We are not restricted to the case where each constraint C is transformed in itself by the permutation, such as when one permutes A and B in the constraint A+B>0. Usually, most constraints are transformed into other ones.

For the cube problem, CAIA finds 47 solutions: for each solution that it finds, it can immediately add 47 new solutions.

One of these solutions is the following permutation:

 All the classical geometrical symmetries are among these 47 solutions: to the center, to the mean planes, etc. However, it found them from the constraints: it does not know geometry; the method can be used for problems where there is no geometrical interpretation. For instance, if unknowns A and B appear only in the constraint A+B=1,000,000 exchanging A and B gives the same constraint. Naturally, CAIA can often add new constraints for avoiding to generate a solution and its symmetrical ones. In the preceding example, if the values of A and B are different, adding constraint A<B will remove all the symmetrical solutions.

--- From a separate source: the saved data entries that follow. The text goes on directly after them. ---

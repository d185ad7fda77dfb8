use {crate::ImageError, base::Vec2};

/// Borrowed view over a row-major 8-bit single-channel pixel buffer.
///
/// Lives only as long as the buffer it points into, so a classifier can
/// never hold on to a frame past the call it was handed to.
#[derive(Debug, Clone, Copy)]
pub struct Frame<'a> {
    size: Vec2<usize>,
    pixels: &'a [u8],
}

impl<'a> Frame<'a> {
    pub fn new(size: Vec2<usize>, pixels: &'a [u8]) -> Result<Self, ImageError> {
        if pixels.len() != size.area() {
            return Err(ImageError::Size(format!(
                "{}x{} frame needs {} bytes, got {}",
                size.x,
                size.y,
                size.area(),
                pixels.len()
            )));
        }
        Ok(Self { size, pixels })
    }

    pub fn size(&self) -> Vec2<usize> {
        self.size
    }

    pub fn width(&self) -> usize {
        self.size.x
    }

    pub fn height(&self) -> usize {
        self.size.y
    }

    pub fn pixels(&self) -> &'a [u8] {
        self.pixels
    }

    pub fn is_empty(&self) -> bool {
        self.size.is_empty()
    }

    #[inline]
    pub fn pixel(&self, x: usize, y: usize) -> u8 {
        self.pixels[y * self.size.x + x]
    }
}

/// Owned single-channel image, as produced by a frame source.
#[derive(Debug, Clone, PartialEq)]
pub struct GrayImage {
    size: Vec2<usize>,
    data: Vec<u8>,
}

impl GrayImage {
    pub fn new(size: Vec2<usize>, data: Vec<u8>) -> Result<Self, ImageError> {
        Frame::new(size, &data)?;
        Ok(Self { size, data })
    }

    /// An image with every pixel set to `value`.
    pub fn filled(size: Vec2<usize>, value: u8) -> Self {
        Self {
            size,
            data: vec![value; size.area()],
        }
    }

    pub fn from_fn(size: Vec2<usize>, mut f: impl FnMut(usize, usize) -> u8) -> Self {
        let mut data = Vec::with_capacity(size.area());
        for y in 0..size.y {
            for x in 0..size.x {
                data.push(f(x, y));
            }
        }
        Self { size, data }
    }

    pub fn size(&self) -> Vec2<usize> {
        self.size
    }

    pub fn data(&self) -> &[u8] {
        &self.data
    }

    /// Always consistent: every constructor keeps `data.len() == size.area()`.
    pub fn as_frame(&self) -> Frame<'_> {
        Frame {
            size: self.size,
            pixels: &self.data,
        }
    }
}
use {crate::VideoError, image::GrayImage};

/// Anything that can hand the sampling loop one grayscale frame at a time.
///
/// `Ok(None)` means no frame is available for this tick. Errors are
/// transient as far as the loop is concerned; both skip the tick.
#[allow(async_fn_in_trait)]
pub trait FrameSource {
    async fn next_frame(&mut self) -> Result<Option<GrayImage>, VideoError>;
}
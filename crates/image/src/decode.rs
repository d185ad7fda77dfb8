use {
    crate::{GrayImage, ImageError},
    base::Vec2,
};

/// Decode an encoded image (JPEG, PNG, BMP) straight to 8-bit luma.
pub fn decode_gray_blocking(data: &[u8]) -> Result<GrayImage, ImageError> {
    let luma = crates_image::load_from_memory(data)?.to_luma8();
    let (width, height) = luma.dimensions();
    if width == 0 || height == 0 {
        return Err(ImageError::Empty("decoded image has no pixels".to_string()));
    }
    GrayImage::new(
        Vec2::new(width as usize, height as usize),
        luma.into_raw(),
    )
}

/// Decode an encoded image to 8-bit luma.
///
/// The CPU-bound decoding work runs on tokio's blocking thread pool.
pub async fn decode_gray(data: Vec<u8>) -> Result<GrayImage, ImageError> {
    tokio::task::spawn_blocking(move || decode_gray_blocking(&data))
        .await
        .map_err(|e| ImageError::Decode(e.to_string()))?
}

For three main reasons, CAIA needs finding symmetries:

1. This decreases the size of the search space, because constraints are added to prevent finding symmetrical solutions.

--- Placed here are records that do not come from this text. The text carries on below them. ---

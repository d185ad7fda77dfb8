use {
    crate::{FrameSource, VideoError},
    base::Vec2,
    image::{GrayImage, PixelFormat, RawImage},
    std::path::{Path, PathBuf},
};

/// How a file in the replay directory is turned into a frame.
#[derive(Debug, Clone, Copy, PartialEq, Eq)]
enum FrameFile {
    /// JPEG, PNG or BMP, decoded by the image codecs.
    Encoded,
    /// Headerless sensor dump in the given layout.
    Raw(PixelFormat),
}

fn frame_file(path: &Path) -> Option<FrameFile> {
    let ext = path.extension()?.to_str()?.to_ascii_lowercase();
    match ext.as_str() {
        "png" | "bmp" => Some(FrameFile::Encoded),
        "jpg" | "jpeg" => Some(FrameFile::Raw(PixelFormat::Jpeg)),
        "gray" | "grey" => Some(FrameFile::Raw(PixelFormat::Gray8)),
        "rgb" => Some(FrameFile::Raw(PixelFormat::Rgb8)),
        "yuyv" => Some(FrameFile::Raw(PixelFormat::Yuyv)),
        _ => None,
    }
}

/// Plays back the frames of a directory in file-name order.
///
/// Encoded stills are decoded directly. Camera buffers (`.jpg`, `.gray`,
/// `.rgb`, `.yuyv`) go through the same luma conversion a capture backend
/// uses; the uncompressed ones need [`ReplaySource::raw_size`].
#[derive(Debug)]
pub struct ReplaySource {
    paths: Vec<(PathBuf, FrameFile)>,
    position: usize,
    looping: bool,
    raw_size: Option<Vec2<usize>>,
}

impl ReplaySource {
    pub async fn open(dir: impl AsRef<Path>) -> Result<Self, VideoError> {
        let dir = dir.as_ref();
        let mut entries = tokio::fs::read_dir(dir).await?;
        let mut paths = Vec::new();
        while let Some(entry) = entries.next_entry().await? {
            let path = entry.path();
            if let Some(kind) = frame_file(&path) {
                paths.push((path, kind));
            }
        }
        if paths.is_empty() {
            return Err(VideoError::NoFrames(dir.to_path_buf()));
        }
        paths.sort_by(|a, b| a.0.cmp(&b.0));
        log::info!("replay source: {} frames from {}", paths.len(), dir.display());
        Ok(Self {
            paths,
            position: 0,
            looping: false,
            raw_size: None,
        })
    }

    /// Start over from the first frame after the last one.
    pub fn looping(mut self, looping: bool) -> Self {
        self.looping = looping;
        self
    }

    /// Frame size of the headerless sensor dumps.
    pub fn raw_size(mut self, size: Option<Vec2<usize>>) -> Self {
        self.raw_size = size;
        self
    }

    pub fn len(&self) -> usize {
        self.paths.len()
    }

    pub fn is_empty(&self) -> bool {
        self.paths.is_empty()
    }

    /// Every frame has been played and the source does not loop.
    pub fn is_exhausted(&self) -> bool {
        !self.looping && self.position >= self.paths.len()
    }

    async fn load(&self, path: &Path, kind: FrameFile) -> Result<GrayImage, VideoError> {
        let bytes = tokio::fs::read(path).await?;
        let image = match kind {
            FrameFile::Encoded => image::decode_gray(bytes).await?,
            FrameFile::Raw(PixelFormat::Jpeg) => {
                // size comes from the JPEG header
                let raw = RawImage::new(Vec2::zero(), bytes, PixelFormat::Jpeg);
                tokio::task::spawn_blocking(move || raw.to_gray())
                    .await
                    .map_err(|e| VideoError::Io(e.to_string()))??
            }
            FrameFile::Raw(format) => {
                let size = self
                    .raw_size
                    .ok_or_else(|| VideoError::RawSize(path.to_path_buf()))?;
                RawImage::new(size, bytes, format).to_gray()?
            }
        };
        Ok(image)
    }
}

impl FrameSource for ReplaySource {
    async fn next_frame(&mut self) -> Result<Option<GrayImage>, VideoError> {
        if self.position >= self.paths.len() {
            if !self.looping {
                return Ok(None);
            }
            self.position = 0;
        }
        let (path, kind) = self.paths[self.position].clone();
        self.position += 1;
        let image = self.load(&path, kind).await?;
        log::debug!("replay source: {}", path.display());
        Ok(Some(image))
    }
}
use {
    crate::{error::InferError, posture_net::PostureModel},
    base::Vec2,
    candle_core::Device,
    std::path::Path,
};

#[derive(Debug)]
pub struct Inference {
    device: Device,
}

impl Inference {
    pub fn cpu() -> Result<Self, InferError> {
        log::info!("Inference device: CPU");
        Ok(Self {
            device: Device::Cpu,
        })
    }

    #[cfg(feature = "cuda")]
    pub fn cuda(ordinal: usize) -> Result<Self, InferError> {
        let device = Device::new_cuda(ordinal)?;
        if device.is_cuda() {
            log::info!("Inference device: CUDA (ordinal {})", ordinal);
        } else {
            log::warn!(
                "Inference device: requested CUDA ordinal {} but device reports non-CUDA",
                ordinal
            );
        }
        Ok(Self { device })
    }

    pub fn device(&self) -> &Device {
        &self.device
    }

    /// Load a posture classifier; `default_input` applies when the file carries no input size.
    pub fn use_posture_model(
        &self,
        model_path: impl AsRef<Path>,
        default_input: Vec2<usize>,
    ) -> Result<PostureModel, InferError> {
        PostureModel::new(model_path, default_input, self.device.clone())
    }
}
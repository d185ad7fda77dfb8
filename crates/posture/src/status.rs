use {
    crate::{ClassificationResult, PostureLevel, PostureState},
    serde::Serialize,
};

/// Snapshot published to the status transport.
#[derive(Debug, Clone, PartialEq, Serialize)]
pub struct StatusReport {
    pub level: PostureLevel,
    pub confidence: f32,
    #[serde(skip_serializing_if = "Option::is_none")]
    pub angle: Option<f32>,
    pub slouching: bool,
    pub streak: u64,
    pub calibrated: bool,
    #[serde(skip_serializing_if = "Option::is_none")]
    pub face_detected: Option<bool>,
    pub model_loaded: bool,
}

impl StatusReport {
    /// `result` is the last classification, if any tick has run yet.
    pub fn new(
        result: Option<&ClassificationResult>,
        state: &PostureState,
        calibrated: bool,
        model_loaded: bool,
    ) -> Self {
        Self {
            level: state.level,
            confidence: result.map(|r| r.confidence).unwrap_or(0.0),
            angle: result.and_then(|r| r.angle),
            slouching: state.is_slouching,
            streak: state.streak_hours,
            calibrated,
            face_detected: result.and_then(|r| r.face_detected),
            model_loaded,
        }
    }

    pub fn to_json(&self) -> serde_json::Result<String> {
        serde_json::to_string(self)
    }
}
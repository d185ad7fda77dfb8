use {
    crate::{GrayImage, ImageError, decode::decode_gray_blocking},
    base::Vec2,
};

// fourcc codes
pub(crate) const FOURCC_GREY: u32 = u32::from_le_bytes(*b"GREY");
pub(crate) const FOURCC_RGB8: u32 = u32::from_le_bytes(*b"RGB8");
pub(crate) const FOURCC_YUYV: u32 = u32::from_le_bytes(*b"YUYV");
pub(crate) const FOURCC_MJPG: u32 = u32::from_le_bytes(*b"MJPG");

/// Convert a fourcc code to a readable 4-character string.
pub fn fourcc_to_string(fourcc: u32) -> String {
    String::from_utf8_lossy(&fourcc.to_le_bytes()).into_owned()
}

/// Camera buffer layouts that can be reduced to luma.
#[derive(Debug, Clone, Copy, PartialEq, Eq)]
pub enum PixelFormat {
    Gray8,
    Rgb8,
    Yuyv,
    Jpeg,
}

impl PixelFormat {
    pub fn from_fourcc(fourcc: u32) -> Result<Self, ImageError> {
        match fourcc {
            FOURCC_GREY => Ok(PixelFormat::Gray8),
            FOURCC_RGB8 => Ok(PixelFormat::Rgb8),
            FOURCC_YUYV => Ok(PixelFormat::Yuyv),
            FOURCC_MJPG => Ok(PixelFormat::Jpeg),
            _ => Err(ImageError::Decode(format!(
                "unsupported pixel format: {}",
                fourcc_to_string(fourcc)
            ))),
        }
    }

    pub fn as_fourcc(&self) -> u32 {
        match self {
            PixelFormat::Gray8 => FOURCC_GREY,
            PixelFormat::Rgb8 => FOURCC_RGB8,
            PixelFormat::Yuyv => FOURCC_YUYV,
            PixelFormat::Jpeg => FOURCC_MJPG,
        }
    }

    /// Bytes per pixel for uncompressed formats.
    fn bytes_per_pixel(&self) -> Option<usize> {
        match self {
            PixelFormat::Gray8 => Some(1),
            PixelFormat::Rgb8 => Some(3),
            PixelFormat::Yuyv => Some(2),
            PixelFormat::Jpeg => None,
        }
    }
}

/// A camera buffer as delivered by the capture backend.
#[derive(Debug, Clone, PartialEq)]
pub struct RawImage {
    pub size: Vec2<usize>,
    pub data: Vec<u8>,
    pub format: PixelFormat,
}

impl RawImage {
    pub fn new(size: Vec2<usize>, data: Vec<u8>, format: PixelFormat) -> Self {
        Self { size, data, format }
    }

    /// Reduce to 8-bit luma.
    pub fn to_gray(&self) -> Result<GrayImage, ImageError> {
        if let Some(bpp) = self.format.bytes_per_pixel() {
            let expected = self.size.area() * bpp;
            if self.data.len() < expected {
                return Err(ImageError::Size(format!(
                    "{:?} {}x{} needs {} bytes, got {}",
                    self.format,
                    self.size.x,
                    self.size.y,
                    expected,
                    self.data.len()
                )));
            }
        }
        match self.format {
            PixelFormat::Gray8 => GrayImage::new(self.size, self.data[..self.size.area()].to_vec()),
            PixelFormat::Rgb8 => GrayImage::new(self.size, rgb_to_luma(&self.data)),
            PixelFormat::Yuyv => GrayImage::new(self.size, yuyv_to_luma(self.size, &self.data)),
            PixelFormat::Jpeg => decode_gray_blocking(&self.data),
        }
    }
}

// BT.601 luma, fixed-point shift 8
fn rgb_to_luma(data: &[u8]) -> Vec<u8> {
    data.chunks_exact(3)
        .map(|c| ((77 * c[0] as u32 + 150 * c[1] as u32 + 29 * c[2] as u32) >> 8) as u8)
        .collect()
}

// Y0 U Y1 V: luma is every even byte
fn yuyv_to_luma(size: Vec2<usize>, data: &[u8]) -> Vec<u8> {
    data.iter().step_by(2).take(size.area()).copied().collect()
}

2. This increases the speed of the resolution process: for every new solution, one can immediately generate all its symmetrical solutions. For the cube, the system is 48 times faster once it has found the symmetries.

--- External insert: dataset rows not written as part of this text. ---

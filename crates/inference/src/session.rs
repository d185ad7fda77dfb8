use {
    crate::InferError,
    base::{Quantization, Tensor, Vec2},
    std::{collections::HashMap, str::FromStr},
};

/// What a loaded model expects and produces.
#[derive(Debug, Clone, PartialEq)]
pub struct ModelSpec {
    /// Input width/height in pixels; the input tensor is `[1, 1, height, width]`.
    pub input_size: Vec2<usize>,
    /// Present when the model takes an int8 input tensor.
    pub input_quantization: Option<Quantization>,
    /// Present when the model hands back int8 class scores.
    pub output_quantization: Option<Quantization>,
}

impl ModelSpec {
    pub fn float(input_size: Vec2<usize>) -> Self {
        Self {
            input_size,
            input_quantization: None,
            output_quantization: None,
        }
    }

    /// Build a spec from safetensors `__metadata__` entries.
    ///
    /// `input_width`/`input_height` override `default_size`. Quantization is
    /// declared by `{input,output}_scale` together with `{input,output}_zero_point`.
    pub fn from_metadata(
        metadata: &HashMap<String, String>,
        default_size: Vec2<usize>,
    ) -> Result<Self, InferError> {
        let width = parse_entry::<usize>(metadata, "input_width")?.unwrap_or(default_size.x);
        let height = parse_entry::<usize>(metadata, "input_height")?.unwrap_or(default_size.y);
        Ok(Self {
            input_size: Vec2::new(width, height),
            input_quantization: parse_quantization(metadata, "input")?,
            output_quantization: parse_quantization(metadata, "output")?,
        })
    }

    /// `[1, 1, height, width]`
    pub fn input_shape(&self) -> Vec<usize> {
        vec![1, 1, self.input_size.y, self.input_size.x]
    }
}

fn parse_entry<T: FromStr>(
    metadata: &HashMap<String, String>,
    key: &str,
) -> Result<Option<T>, InferError> {
    match metadata.get(key) {
        None => Ok(None),
        Some(value) => value
            .trim()
            .parse()
            .map(Some)
            .map_err(|_| InferError::Metadata(format!("invalid value for {key}: {value:?}"))),
    }
}

fn parse_quantization(
    metadata: &HashMap<String, String>,
    prefix: &str,
) -> Result<Option<Quantization>, InferError> {
    let scale = parse_entry::<f32>(metadata, &format!("{prefix}_scale"))?;
    let zero_point = parse_entry::<i32>(metadata, &format!("{prefix}_zero_point"))?;
    match (scale, zero_point) {
        (None, None) => Ok(None),
        (Some(scale), zero_point) => {
            if !(scale.is_finite() && scale > 0.0) {
                return Err(InferError::Metadata(format!(
                    "{prefix}_scale must be positive, got {scale}"
                )));
            }
            Ok(Some(Quantization::new(scale, zero_point.unwrap_or(0))))
        }
        (None, Some(_)) => Err(InferError::Metadata(format!(
            "{prefix}_zero_point given without {prefix}_scale"
        ))),
    }
}

/// Input tensor in the numeric type the model declares.
#[derive(Debug, Clone, PartialEq)]
pub enum ModelInput {
    F32(Tensor<f32>),
    I8(Tensor<i8>),
}

impl ModelInput {
    pub fn shape(&self) -> &[usize] {
        match self {
            ModelInput::F32(t) => &t.shape,
            ModelInput::I8(t) => &t.shape,
        }
    }
}

/// Raw class scores in the numeric type the model declares.
#[derive(Debug, Clone, PartialEq)]
pub enum ModelOutput {
    F32(Vec<f32>),
    I8(Vec<i8>),
}

/// One loaded model that runs a single forward pass per call.
pub trait Session: Send {
    fn spec(&self) -> &ModelSpec;
    fn run(&mut self, input: ModelInput) -> Result<ModelOutput, InferError>;
}
use {base::TensorError, std::fmt};

#[derive(Debug)]
pub enum ImageError {
    Decode(String),
    Empty(String),
    Size(String),
    Tensor(TensorError),
}

impl fmt::Display for ImageError {
    fn fmt(&self, f: &mut fmt::Formatter<'_>) -> fmt::Result {
        match self {
            ImageError::Decode(msg) => write!(f, "decode error: {msg}"),
            ImageError::Empty(msg) => write!(f, "empty image: {msg}"),
            ImageError::Size(msg) => write!(f, "size error: {msg}"),
            ImageError::Tensor(err) => write!(f, "tensor error: {err}"),
        }
    }
}

impl std::error::Error for ImageError {}

impl From<TensorError> for ImageError {
    fn from(err: TensorError) -> Self {
        ImageError::Tensor(err)
    }
}

impl From<crates_image::ImageError> for ImageError {
    fn from(err: crates_image::ImageError) -> Self {
        ImageError::Decode(err.to_string())
    }
}
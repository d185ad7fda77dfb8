use {
    base::Vec2,
    crates_image::ImageEncoder,
    image::{ImageError, PixelFormat, RawImage, decode_gray},
};

fn encode_png_luma(width: u32, height: u32, f: impl Fn(u32, u32) -> u8) -> Vec<u8> {
    let img = crates_image::GrayImage::from_fn(width, height, |x, y| crates_image::Luma([f(x, y)]));
    let mut buffer = Vec::new();
    crates_image::codecs::png::PngEncoder::new(&mut buffer)
        .write_image(img.as_raw(), width, height, crates_image::ExtendedColorType::L8)
        .unwrap();
    buffer
}

#[tokio::test]
async fn test_decode_png_luma() {
    let png = encode_png_luma(4, 3, |x, y| (x * 10 + y) as u8);

    let gray = decode_gray(png).await.unwrap();

    assert_eq!(gray.size(), Vec2::new(4, 3));
    assert_eq!(gray.data()[0], 0);
    assert_eq!(gray.data()[3], 30);
    assert_eq!(gray.data()[4], 1);
}

#[tokio::test]
async fn test_decode_jpeg_rgb_to_luma() {
    let img = crates_image::RgbImage::from_fn(8, 8, |_, _| crates_image::Rgb([128, 128, 128]));
    let mut buffer = Vec::new();
    crates_image::codecs::jpeg::JpegEncoder::new(&mut buffer)
        .encode_image(&img)
        .unwrap();

    let gray = decode_gray(buffer.clone()).await.unwrap();
    assert_eq!(gray.size(), Vec2::new(8, 8));
    assert!(gray.data().iter().all(|&p| (p as i32 - 128).abs() <= 3));

    // the same bytes through the camera-buffer path
    let raw = RawImage::new(Vec2::new(8, 8), buffer, PixelFormat::Jpeg);
    assert_eq!(raw.to_gray().unwrap().size(), Vec2::new(8, 8));
}

#[tokio::test]
async fn test_decode_garbage_fails() {
    let result = decode_gray(vec![0x00, 0x01, 0x02, 0x03]).await;
    assert!(matches!(result, Err(ImageError::Decode(_))));
}
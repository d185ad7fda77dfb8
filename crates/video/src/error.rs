use std::{fmt, path::PathBuf};

#[derive(Debug)]
pub enum VideoError {
    /// Reading the frame directory or a frame file failed.
    Io(String),
    /// The replay directory holds no playable frames.
    NoFrames(PathBuf),
    /// A raw sensor dump was found but no frame size was configured.
    RawSize(PathBuf),
    Decode(image::ImageError),
}

impl fmt::Display for VideoError {
    fn fmt(&self, f: &mut fmt::Formatter<'_>) -> fmt::Result {
        match self {
            VideoError::Io(msg) => write!(f, "io error: {msg}"),
            VideoError::NoFrames(dir) => write!(f, "no frames found in {}", dir.display()),
            VideoError::RawSize(path) => {
                write!(f, "raw frame {} needs a configured size", path.display())
            }
            VideoError::Decode(err) => write!(f, "decode error: {err}"),
        }
    }
}

impl std::error::Error for VideoError {}

impl From<std::io::Error> for VideoError {
    fn from(err: std::io::Error) -> Self {
        VideoError::Io(err.to_string())
    }
}

impl From<image::ImageError> for VideoError {
    fn from(err: image::ImageError) -> Self {
        VideoError::Decode(err)
    }
}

3. It is easier to create constraints: for each new constraint, CAIA adds all the constraints that are obtained by symmetry. Let us notice that it does not generate 47 other constraints for each constraint: as few unknowns are in a constraint, many of the constraints generated in that way are identical.

 

If one believes to help the system by adding constraints to the initial formulation, this is a mistake: this may hide some symmetries. For instance, one may be proud to have proven the constraint F(17)+F(11)=F(5)+F(23). Unfortunately, adding this constraint in the initial formulation will remove most of the symmetries, including the one given above. Indeed, the constraint that would be created with this symmetry is F(11)+F(17)=F(15)+F(13); it is not among the initial constraints of this new formulation. As it often happens, when one has a clever system, it is not good to try to help it: one may complicate its task. Let us trust CAIA to do its job.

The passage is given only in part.